Output, without alteration, the first line of the entries and each line after it, stopping with the line that contains "let mut message".
+--
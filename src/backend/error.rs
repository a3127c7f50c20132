//! Errors raised by the wrapped OPNsense client.

use thiserror::Error;

/// Maximum number of characters of a response body kept in error messages.
const BODY_EXCERPT_LEN: usize = 500;

/// Errors that can occur while talking to the appliance.
#[derive(Debug, Error)]
pub enum BackendError {
    /// The appliance answered with a non-success HTTP status.
    #[error("HTTP {status} {status_text}")]
    Http {
        status: u16,
        status_text: String,
        body: Option<String>,
    },

    /// The request could not be sent or the connection failed.
    #[error("{0}")]
    Request(String),

    /// The arguments could not be mapped onto the endpoint.
    #[error("Invalid argument: {0}")]
    InvalidArgument(String),

    /// The response body could not be decoded.
    #[error("Failed to decode response: {0}")]
    Decode(String),

    /// The client panicked while handling the call.
    #[error("Backend panicked")]
    Panicked(Option<String>),

    /// The client failed without saying why.
    #[error("Unknown error")]
    Unknown,
}

impl BackendError {
    /// Create an HTTP status error.
    pub fn http(status: u16, status_text: impl Into<String>, body: Option<String>) -> Self {
        Self::Http {
            status,
            status_text: status_text.into(),
            body,
        }
    }

    /// Create a request error.
    pub fn request(msg: impl Into<String>) -> Self {
        Self::Request(msg.into())
    }

    /// Create an invalid argument error.
    pub fn invalid_argument(msg: impl Into<String>) -> Self {
        Self::InvalidArgument(msg.into())
    }

    /// Create a decode error.
    pub fn decode(msg: impl Into<String>) -> Self {
        Self::Decode(msg.into())
    }

    /// The most specific human-readable message this error carries.
    ///
    /// HTTP failures report status, status text and a body excerpt. Other
    /// failures report their own message, and anything without one falls
    /// back to `"Unknown error"`.
    pub fn describe(&self) -> String {
        match self {
            Self::Http {
                status,
                status_text,
                body,
            } => {
                let mut message = format!("HTTP {}", status);
                if !status_text.trim().is_empty() {
                    message.push(' ');
                    message.push_str(status_text.trim());
                }
                if let Some(body) = body.as_deref().map(str::trim).filter(|b| !b.is_empty()) {
                    message.push_str(": ");
                    message.push_str(&excerpt(body));
                }
                message
            }
            Self::Request(msg) | Self::InvalidArgument(msg) | Self::Decode(msg)
                if msg.trim().is_empty() =>
            {
                "Unknown error".to_string()
            }
            Self::Panicked(Some(msg)) if !msg.trim().is_empty() => {
                format!("Backend panicked: {}", msg)
            }
            Self::Panicked(_) | Self::Unknown => "Unknown error".to_string(),
            other => other.to_string(),
        }
    }
}

impl From<reqwest::Error> for BackendError {
    fn from(err: reqwest::Error) -> Self {
        if err.is_decode() {
            Self::Decode(err.to_string())
        } else {
            Self::Request(err.to_string())
        }
    }
}

fn excerpt(body: &str) -> String {
    if body.chars().count() <= BODY_EXCERPT_LEN {
        return body.to_string();
    }
    let cut: String = body.chars().take(BODY_EXCERPT_LEN).collect();
    format!("{}...", cut)
}
//! Connection lifecycle: the `configure_connection` bootstrap tool and
//! access to the current client.
//!
//! Configuring never contacts the appliance. Credentials are first exercised
//! by the next real tool call, and reconfiguring simply replaces the client.

use std::collections::BTreeSet;
use std::sync::Arc;
use std::time::Duration;

use rmcp::model::{CallToolResult, JsonObject};
use schemars::JsonSchema;
use serde::Deserialize;
use tracing::{debug, info, warn};

use super::availability::Availability;
use super::context::{ClientHandle, SharedContext};
use super::error::ToolError;
use super::manifest::Manifest;
use super::naming::CapabilityGroup;
use super::response;
use crate::backend::{Backend, BackendFactory, ConnectionSettings, DEFAULT_TIMEOUT};

/// Name of the bootstrap tool.
pub const CONFIGURE_CONNECTION: &str = "configure_connection";

/// Description of the bootstrap tool.
pub const CONFIGURE_CONNECTION_DESCRIPTION: &str = "Configure the connection to an OPNsense \
    appliance. Must be called before any other tool; may be called again to switch appliance or \
    rotate credentials.";

fn default_verify_ssl() -> bool {
    true
}

/// Parameters of `configure_connection`.
#[derive(Clone, Deserialize, JsonSchema)]
#[serde(rename_all = "camelCase")]
pub struct ConfigureConnectionParams {
    /// Base URL of the appliance, e.g. "https://192.168.1.1".
    pub url: String,

    /// API key created under System > Access > Users.
    pub api_key: String,

    /// API secret belonging to the key.
    pub api_secret: String,

    /// Verify the TLS certificate (default: true). Disable for self-signed certificates.
    #[serde(default = "default_verify_ssl")]
    pub verify_ssl: bool,
}

/// Custom Debug implementation to redact secrets from logs.
impl std::fmt::Debug for ConfigureConnectionParams {
    fn fmt(&self, f: &mut std::fmt::Formatter<'_>) -> std::fmt::Result {
        f.debug_struct("ConfigureConnectionParams")
            .field("url", &self.url)
            .field("api_key", &"[REDACTED]")
            .field("api_secret", &"[REDACTED]")
            .field("verify_ssl", &self.verify_ssl)
            .finish()
    }
}

impl ConfigureConnectionParams {
    /// Check the argument shape and build connection settings.
    pub fn into_settings(self, timeout: Duration) -> Result<ConnectionSettings, ToolError> {
        let url = self.url.trim().trim_end_matches('/').to_string();
        let host = url
            .strip_prefix("https://")
            .or_else(|| url.strip_prefix("http://"))
            .ok_or_else(|| {
                ToolError::invalid_arguments("url must start with http:// or https://")
            })?;
        if host.is_empty() {
            return Err(ToolError::invalid_arguments("url has no host"));
        }
        if self.api_key.trim().is_empty() {
            return Err(ToolError::invalid_arguments("apiKey must not be empty"));
        }
        if self.api_secret.trim().is_empty() {
            return Err(ToolError::invalid_arguments("apiSecret must not be empty"));
        }

        Ok(
            ConnectionSettings::new(url, self.api_key, self.api_secret, self.verify_ssl)
                .with_timeout(timeout),
        )
    }
}

/// Owns the client slot of the shared context.
#[derive(Clone)]
pub struct ConnectionManager {
    context: SharedContext,
    factory: Arc<dyn BackendFactory>,
    manifest: Arc<Manifest>,
    availability: Arc<Availability>,
    timeout: Duration,
}

impl ConnectionManager {
    pub fn new(
        context: SharedContext,
        factory: Arc<dyn BackendFactory>,
        manifest: Arc<Manifest>,
        availability: Arc<Availability>,
    ) -> Self {
        Self {
            context,
            factory,
            manifest,
            availability,
            timeout: DEFAULT_TIMEOUT,
        }
    }

    /// Request timeout applied to clients built from tool arguments.
    pub fn with_timeout(mut self, timeout: Duration) -> Self {
        self.timeout = timeout;
        self
    }

    pub fn context(&self) -> &SharedContext {
        &self.context
    }

    /// Handle a `configure_connection` call.
    pub fn configure(&self, args: JsonObject) -> CallToolResult {
        let params: ConfigureConnectionParams =
            match serde_json::from_value(serde_json::Value::Object(args)) {
                Ok(params) => params,
                Err(e) => return response::from_error(&ToolError::invalid_arguments(e.to_string())),
            };
        debug!("configure_connection called with {:?}", params);

        let settings = match params.into_settings(self.timeout) {
            Ok(settings) => settings,
            Err(e) => return response::from_error(&e),
        };

        let url = settings.url.clone();
        let verify_ssl = settings.verify_ssl;
        match self.connect(settings) {
            Ok(()) => response::message(format!(
                "Successfully configured OPNsense connection to {} (SSL verification {}). \
                 Credentials will be verified on the first API call.",
                url,
                if verify_ssl { "enabled" } else { "disabled" }
            )),
            Err(e) => response::from_error(&e),
        }
    }

    /// Build a client and make it current, replacing any previous one.
    pub fn connect(&self, settings: ConnectionSettings) -> Result<(), ToolError> {
        let backend = self
            .factory
            .connect(&settings)
            .map_err(|e| ToolError::internal(format!("Failed to create client: {}", e.describe())))?;

        for (module, method) in self.unreported_methods(backend.as_ref()) {
            warn!("{}.{} is not reported by the connected client", module, method);
        }

        info!("Connection configured for {}", settings.url);
        self.context.replace_client(backend, settings);
        Ok(())
    }

    /// Active manifest methods missing from the surface a backend reports.
    fn unreported_methods(&self, backend: &dyn Backend) -> Vec<(String, String)> {
        let Some(surface) = backend.surface() else {
            return Vec::new();
        };
        let modules = self
            .availability
            .active_groups()
            .into_iter()
            .flat_map(|group| self.manifest.modules(group));
        self.manifest
            .missing_from(&surface, modules)
            .into_iter()
            .map(|(module, method)| (module.to_string(), method.to_string()))
            .collect()
    }

    /// The current client.
    pub fn client(&self, tool: &str) -> Result<ClientHandle, ToolError> {
        self.context
            .client()
            .ok_or_else(|| ToolError::not_configured(tool))
    }

    /// Whether `plugin` is installed on the appliance behind `client`.
    ///
    /// The installed set is probed once per client and cached; a failed
    /// probe leaves it unknown, which counts as not installed.
    pub async fn is_plugin_installed(&self, client: &ClientHandle, plugin: &str) -> bool {
        let installed = match self.context.installed_plugins() {
            Some(installed) => Some(installed),
            None => self.probe_plugins(client).await,
        };
        self.availability
            .is_plugin_installed(plugin, installed.as_ref())
    }

    async fn probe_plugins(&self, client: &ClientHandle) -> Option<BTreeSet<String>> {
        match client.backend.installed_plugins().await {
            Ok(packages) => {
                let installed: BTreeSet<String> = packages.into_iter().collect();
                info!("Appliance reports {} installed plugin(s)", installed.len());
                self.context
                    .record_installed_plugins(client.generation, installed.clone());
                Some(installed)
            }
            Err(e) => {
                warn!(
                    "Could not determine installed {} modules: {}",
                    CapabilityGroup::Plugin,
                    e.describe()
                );
                None
            }
        }
    }
}

#[cfg(test)]
mod tests {
    use super::*;
    use crate::backend::ModuleSurface;
    use crate::backend::mock::{MockBackend, MockFactory};
    use serde_json::json;

    fn manager(factory: Arc<MockFactory>, plugins_enabled: bool) -> ConnectionManager {
        let manifest = Arc::new(Manifest::builtin());
        let availability = Arc::new(Availability::new(&manifest, plugins_enabled));
        ConnectionManager::new(SharedContext::new(), factory, manifest, availability)
    }

    fn args(value: serde_json::Value) -> JsonObject {
        match value {
            serde_json::Value::Object(map) => map,
            _ => panic!("expected object"),
        }
    }

    #[test]
    fn test_connect_compares_reported_surface() {
        let mut surface = ModuleSurface::new();
        surface.insert(
            "system".to_string(),
            BTreeSet::from(["getStatus".to_string(), "reboot".to_string()]),
        );
        let backend = MockBackend::new().with_surface(surface);
        let factory = Arc::new(MockFactory::new(backend));
        let manager = manager(factory.clone(), false);

        let missing = manager.unreported_methods(factory.backend().as_ref());
        assert!(missing.contains(&("system".to_string(), "halt".to_string())));
        assert!(missing.contains(&("firewall_alias".to_string(), "searchAliases".to_string())));
        assert!(!missing.contains(&("system".to_string(), "getStatus".to_string())));
        assert!(!missing.iter().any(|(module, _)| module == "nginx"));

        manager
            .connect(ConnectionSettings::new("https://fw", "k", "s", true))
            .unwrap();
        assert!(manager.context().is_configured());
    }

    #[test]
    fn test_no_surface_means_nothing_to_compare() {
        let factory = Arc::new(MockFactory::new(MockBackend::new()));
        let manager = manager(factory.clone(), true);
        assert!(manager.unreported_methods(factory.backend().as_ref()).is_empty());
    }

    #[test]
    fn test_configure_stores_client() {
        let factory = Arc::new(MockFactory::new(MockBackend::new()));
        let manager = manager(factory.clone(), false);

        let result = manager.configure(args(json!({
            "url": "https://10.0.0.1/",
            "apiKey": "k",
            "apiSecret": "s"
        })));

        assert_eq!(result.is_error, Some(false));
        let text = response::text_of(&result).unwrap();
        assert!(text.contains("https://10.0.0.1"));
        assert!(manager.context().is_configured());

        let connections = factory.connections();
        assert_eq!(connections.len(), 1);
        assert_eq!(connections[0].url, "https://10.0.0.1");
        assert!(connections[0].verify_ssl);
    }

    #[test]
    fn test_configure_does_not_contact_backend() {
        let factory = Arc::new(MockFactory::new(MockBackend::new()));
        let manager = manager(factory.clone(), true);
        manager.configure(args(json!({
            "url": "https://10.0.0.1",
            "apiKey": "k",
            "apiSecret": "s"
        })));
        assert!(factory.backend().calls().is_empty());
        assert_eq!(factory.backend().probe_count(), 0);
    }

    #[test]
    fn test_reconfigure_replaces() {
        let factory = Arc::new(MockFactory::new(MockBackend::new()));
        let manager = manager(factory.clone(), false);
        for url in ["https://a.example", "https://b.example"] {
            let result = manager.configure(args(json!({
                "url": url,
                "apiKey": "k",
                "apiSecret": "s",
                "verifySsl": false
            })));
            assert_eq!(result.is_error, Some(false));
        }
        assert_eq!(factory.connections().len(), 2);
        assert_eq!(manager.context().settings().unwrap().url, "https://b.example");
        assert!(!manager.context().settings().unwrap().verify_ssl);
    }

    #[test]
    fn test_configure_rejects_bad_shape() {
        let factory = Arc::new(MockFactory::new(MockBackend::new()));
        let manager = manager(factory, false);

        let missing = manager.configure(args(json!({ "url": "https://10.0.0.1" })));
        assert_eq!(missing.is_error, Some(true));

        let bad_url = manager.configure(args(json!({
            "url": "10.0.0.1",
            "apiKey": "k",
            "apiSecret": "s"
        })));
        assert_eq!(bad_url.is_error, Some(true));
        assert!(response::text_of(&bad_url).unwrap().contains("http"));

        let empty_key = manager.configure(args(json!({
            "url": "https://10.0.0.1",
            "apiKey": " ",
            "apiSecret": "s"
        })));
        assert_eq!(empty_key.is_error, Some(true));
        assert!(!manager.context().is_configured());
    }

    #[test]
    fn test_factory_failure_is_normalized() {
        let manager = manager(Arc::new(MockFactory::failing()), false);
        let result = manager.configure(args(json!({
            "url": "https://10.0.0.1",
            "apiKey": "k",
            "apiSecret": "s"
        })));
        assert_eq!(result.is_error, Some(true));
        assert!(response::text_of(&result).unwrap().contains("invalid TLS configuration"));
        assert!(!manager.context().is_configured());
    }

    #[test]
    fn test_client_requires_configuration() {
        let manager = manager(Arc::new(MockFactory::new(MockBackend::new())), false);
        assert!(matches!(
            manager.client("system_getStatus"),
            Err(ToolError::ClientNotConfigured(_))
        ));
    }

    #[tokio::test]
    async fn test_plugin_probe_is_cached() {
        let factory = Arc::new(MockFactory::new(MockBackend::new().with_plugins(&["os-nginx"])));
        let manager = manager(factory.clone(), true);
        manager
            .connect(ConnectionSettings::new("https://fw", "k", "s", true))
            .unwrap();
        let client = manager.client("x").unwrap();

        assert!(manager.is_plugin_installed(&client, "nginx").await);
        assert!(!manager.is_plugin_installed(&client, "haproxy").await);
        assert_eq!(factory.backend().probe_count(), 1);
    }

    #[tokio::test]
    async fn test_failed_probe_counts_as_not_installed() {
        let factory = Arc::new(MockFactory::new(MockBackend::new()));
        let manager = manager(factory.clone(), true);
        manager
            .connect(ConnectionSettings::new("https://fw", "k", "s", true))
            .unwrap();
        let client = manager.client("x").unwrap();

        assert!(!manager.is_plugin_installed(&client, "nginx").await);
        assert!(!manager.is_plugin_installed(&client, "nginx").await);
        assert_eq!(factory.backend().probe_count(), 2);
    }

    #[test]
    fn test_params_debug_redacts_secrets() {
        let params = ConfigureConnectionParams {
            url: "https://fw".to_string(),
            api_key: "key123".to_string(),
            api_secret: "secret456".to_string(),
            verify_ssl: true,
        };
        let debug_str = format!("{:?}", params);
        assert!(!debug_str.contains("key123"));
        assert!(!debug_str.contains("secret456"));
    }
}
+--
— Problem solution —
filename src/backend/error.rs
repository a3127c7f50c20132
//! Errors raised by the wrapped OPNsense client.

use thiserror::Error;

/// Maximum number of characters of a response body kept in error messages.
const BODY_EXCERPT_LEN: usize = 500;

/// Errors that can occur while talking to the appliance.
#[derive(Debug, Error)]
pub enum BackendError {
    /// The appliance answered with a non-success HTTP status.
    #[error("HTTP {status} {status_text}")]
    Http {
        status: u16,
        status_text: String,
        body: Option<String>,
    },

    /// The request could not be sent or the connection failed.
    #[error("{0}")]
    Request(String),

    /// The arguments could not be mapped onto the endpoint.
    #[error("Invalid argument: {0}")]
    InvalidArgument(String),

    /// The response body could not be decoded.
    #[error("Failed to decode response: {0}")]
    Decode(String),

    /// The client panicked while handling the call.
    #[error("Backend panicked")]
    Panicked(Option<String>),

    /// The client failed without saying why.
    #[error("Unknown error")]
    Unknown,
}

impl BackendError {
    /// Create an HTTP status error.
    pub fn http(status: u16, status_text: impl Into<String>, body: Option<String>) -> Self {
        Self::Http {
            status,
            status_text: status_text.into(),
            body,
        }
    }

    /// Create a request error.
    pub fn request(msg: impl Into<String>) -> Self {
        Self::Request(msg.into())
    }

    /// Create an invalid argument error.
    pub fn invalid_argument(msg: impl Into<String>) -> Self {
        Self::InvalidArgument(msg.into())
    }

    /// Create a decode error.
    pub fn decode(msg: impl Into<String>) -> Self {
        Self::Decode(msg.into())
    }

    /// The most specific human-readable message this error carries.
    ///
    /// HTTP failures report status, status text and a body excerpt. Other
    /// failures report their own message, and anything without one falls
    /// back to `"Unknown error"`.
    pub fn describe(&self) -> String {
        match self {
            Self::Http {
                status,
                status_text,
                body,
            } => {
                let mut message = format!("HTTP {}", status);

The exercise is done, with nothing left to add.